THE INPUT
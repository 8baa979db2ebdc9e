// Module-specific lints configuration
#![allow(clippy::uninlined_format_args)]

use anyhow::{Context, Result};
use clap::{CommandFactory, Parser, Subcommand, ValueEnum};
use clap_complete::{generate, Shell};
use log::{Level, LevelFilter, Log, Metadata, Record, SetLoggerError};
use std::io::Write;
use std::path::PathBuf;

use video_config::app_config::{self, Config};
use video_config::{Controller, RunOverrides};

/// CLI Wrapper for LogLevel to implement ValueEnum
#[derive(Debug, Clone, ValueEnum)]
enum CliLogLevel {
    Error,
    Warn,
    Info,
    Debug,
    Trace,
}

impl From<CliLogLevel> for app_config::LogLevel {
    fn from(cli_level: CliLogLevel) -> Self {
        match cli_level {
            CliLogLevel::Error => app_config::LogLevel::Error,
            CliLogLevel::Warn => app_config::LogLevel::Warn,
            CliLogLevel::Info => app_config::LogLevel::Info,
            CliLogLevel::Debug => app_config::LogLevel::Debug,
            CliLogLevel::Trace => app_config::LogLevel::Trace,
        }
    }
}

#[derive(Subcommand, Debug)]
enum Commands {
    /// List the transcript translations available for a video
    Translations(TranslationsArgs),

    /// Generate shell completions for video-config
    Completions {
        /// Shell to generate completions for
        #[arg(value_enum)]
        shell: Shell,
    },
}

#[derive(Parser, Debug)]
struct TranslationsArgs {
    /// Video manifest (JSON) to inspect
    #[arg(value_name = "MANIFEST")]
    manifest_path: PathBuf,

    /// Configuration file path
    #[arg(short, long, default_value = "video_config.json", env = "VIDEO_CONFIG_PATH")]
    config_path: PathBuf,

    /// Do not offer English when the video declares no transcripts
    #[arg(long)]
    no_fallback: bool,

    /// Only report transcripts whose files exist in the transcript root
    #[arg(long, conflicts_with = "trust_fields")]
    verify_assets: bool,

    /// Report declared transcripts without checking their files
    #[arg(long)]
    trust_fields: bool,

    /// Directory holding uploaded transcript files
    #[arg(short, long)]
    transcript_root: Option<PathBuf>,

    /// Print the result as a JSON array
    #[arg(long)]
    json: bool,

    /// Set logging level
    #[arg(short, long, value_enum)]
    log_level: Option<CliLogLevel>,
}

/// video-config - transcript translation lookup for video components
#[derive(Parser, Debug)]
#[command(name = "video-config")]
#[command(version)]
#[command(about = "Lists the transcript translations a video offers")]
#[command(long_about = "video-config reads a video manifest and lists the transcript translations it offers.

EXAMPLES:
    video-config translations video.json                      # Use default config
    video-config translations --no-fallback video.json        # Never fall back to English
    video-config translations -t ./static --verify-assets v.json  # Check transcript files exist
    video-config translations --json video.json               # Machine readable output
    video-config completions bash > video-config.bash         # Generate bash completions

CONFIGURATION:
    Configuration is stored in video_config.json by default. If the config file
    doesn't exist, a default one will be created automatically.")]
struct CommandLineOptions {
    #[command(subcommand)]
    command: Commands,
}

// @struct: Custom logger implementation
struct CustomLogger {
    level: LevelFilter,
}

impl CustomLogger {
    // @initializes: Global logger
    fn init(level: LevelFilter) -> Result<(), SetLoggerError> {
        log::set_boxed_logger(Box::new(CustomLogger { level: LevelFilter::Trace }))?;
        log::set_max_level(level);
        Ok(())
    }

    // @returns: ANSI colour for log level
    fn color_for_level(level: Level) -> &'static str {
        match level {
            Level::Error => "\x1B[1;31m",
            Level::Warn => "\x1B[1;33m",
            Level::Info => "\x1B[1;32m",
            Level::Debug => "\x1B[1;36m",
            Level::Trace => "\x1B[1;35m",
        }
    }
}

impl Log for CustomLogger {
    fn enabled(&self, metadata: &Metadata) -> bool {
        metadata.level() <= self.level
    }

    fn log(&self, record: &Record) {
        if self.enabled(record.metadata()) {
            let now = chrono::Local::now().format("%H:%M:%S.%3f");
            let mut stderr = std::io::stderr();
            let _ = writeln!(
                stderr,
                "{}{} {:<5} {}\x1B[0m",
                Self::color_for_level(record.level()),
                now,
                record.level(),
                record.args()
            );
        }
    }

    fn flush(&self) {
        let _ = std::io::stderr().flush();
    }
}

fn main() -> Result<()> {
    // Max level is narrowed again once the config is loaded
    CustomLogger::init(LevelFilter::Info)?;

    let cli = CommandLineOptions::parse();

    match cli.command {
        Commands::Completions { shell } => {
            let mut cmd = CommandLineOptions::command();
            generate(shell, &mut cmd, "video-config", &mut std::io::stdout());
            Ok(())
        }
        Commands::Translations(args) => run_translations(args),
    }
}

fn run_translations(options: TranslationsArgs) -> Result<()> {
    let overrides = RunOverrides {
        no_fallback: options.no_fallback,
        verify_assets: options.verify_assets,
        trust_fields: options.trust_fields,
        transcript_root: options.transcript_root.clone(),
        log_level: options.log_level.clone().map(Into::into),
    };

    if let Some(level) = &overrides.log_level {
        log::set_max_level(level.to_level_filter());
    }

    let mut config = Config::load_or_default(&options.config_path)?;
    overrides.apply(&mut config);
    log::set_max_level(config.log_level.to_level_filter());

    let controller = Controller::with_config(config).context("Configuration validation failed")?;
    let entries = controller
        .translations(&options.manifest_path, overrides.verify_mode())
        .context(format!("Failed to list translations for {}", options.manifest_path.display()))?;

    let output = Controller::render(&entries, options.json)?;
    if !output.is_empty() {
        writeln!(std::io::stdout(), "{}", output)?;
    }

    Ok(())
}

WHAT IS EXPECTED
Within the listing, how many lines hold "Trace"? Write only that number.

TASK SOLUTION
4